- [PROBLEM]: The response must contain every line from the records below that has "validation".

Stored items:
********

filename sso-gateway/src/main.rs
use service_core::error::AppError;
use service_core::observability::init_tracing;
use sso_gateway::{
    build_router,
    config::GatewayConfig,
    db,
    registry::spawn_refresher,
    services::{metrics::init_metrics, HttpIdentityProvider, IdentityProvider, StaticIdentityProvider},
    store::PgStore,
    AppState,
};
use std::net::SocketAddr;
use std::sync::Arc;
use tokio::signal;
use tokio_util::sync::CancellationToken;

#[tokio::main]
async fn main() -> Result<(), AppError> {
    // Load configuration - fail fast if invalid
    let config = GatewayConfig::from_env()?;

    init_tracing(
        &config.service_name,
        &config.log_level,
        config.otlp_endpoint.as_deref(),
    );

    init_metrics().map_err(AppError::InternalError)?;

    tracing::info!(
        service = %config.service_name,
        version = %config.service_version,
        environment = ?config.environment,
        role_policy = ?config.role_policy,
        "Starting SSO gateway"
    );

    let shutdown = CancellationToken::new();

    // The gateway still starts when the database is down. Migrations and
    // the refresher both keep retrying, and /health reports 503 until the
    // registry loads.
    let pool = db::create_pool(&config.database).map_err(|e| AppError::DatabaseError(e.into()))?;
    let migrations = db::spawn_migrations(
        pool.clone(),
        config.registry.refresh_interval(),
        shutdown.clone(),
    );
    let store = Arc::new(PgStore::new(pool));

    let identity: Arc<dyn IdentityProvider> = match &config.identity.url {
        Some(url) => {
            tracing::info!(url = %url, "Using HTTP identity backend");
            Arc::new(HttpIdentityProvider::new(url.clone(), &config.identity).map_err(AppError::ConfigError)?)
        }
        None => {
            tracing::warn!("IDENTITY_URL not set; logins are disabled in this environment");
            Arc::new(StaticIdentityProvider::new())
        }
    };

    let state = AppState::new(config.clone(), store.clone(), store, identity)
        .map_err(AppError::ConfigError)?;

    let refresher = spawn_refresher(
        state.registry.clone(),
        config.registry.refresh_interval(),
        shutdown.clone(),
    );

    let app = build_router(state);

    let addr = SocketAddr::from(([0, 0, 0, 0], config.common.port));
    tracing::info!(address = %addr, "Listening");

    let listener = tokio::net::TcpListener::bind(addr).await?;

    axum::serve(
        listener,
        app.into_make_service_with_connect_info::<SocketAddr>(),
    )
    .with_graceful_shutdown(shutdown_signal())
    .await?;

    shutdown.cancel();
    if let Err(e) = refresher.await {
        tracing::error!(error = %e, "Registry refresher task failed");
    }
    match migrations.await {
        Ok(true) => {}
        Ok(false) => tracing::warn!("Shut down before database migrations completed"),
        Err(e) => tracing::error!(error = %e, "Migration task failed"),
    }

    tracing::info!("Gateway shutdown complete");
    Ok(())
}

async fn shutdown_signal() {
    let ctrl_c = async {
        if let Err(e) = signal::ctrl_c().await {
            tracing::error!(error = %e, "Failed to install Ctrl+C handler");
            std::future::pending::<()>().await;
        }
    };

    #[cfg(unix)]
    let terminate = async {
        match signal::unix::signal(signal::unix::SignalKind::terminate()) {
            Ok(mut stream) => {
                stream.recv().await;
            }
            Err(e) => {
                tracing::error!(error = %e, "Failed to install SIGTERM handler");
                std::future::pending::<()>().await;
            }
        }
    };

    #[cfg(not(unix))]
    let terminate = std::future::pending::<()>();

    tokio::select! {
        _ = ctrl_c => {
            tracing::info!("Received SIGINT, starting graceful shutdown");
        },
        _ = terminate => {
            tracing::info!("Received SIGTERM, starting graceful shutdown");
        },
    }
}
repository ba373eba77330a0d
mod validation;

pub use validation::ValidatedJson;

********

- [TASK SOLUTION]:
mod validation;
pub use validation::ValidatedJson;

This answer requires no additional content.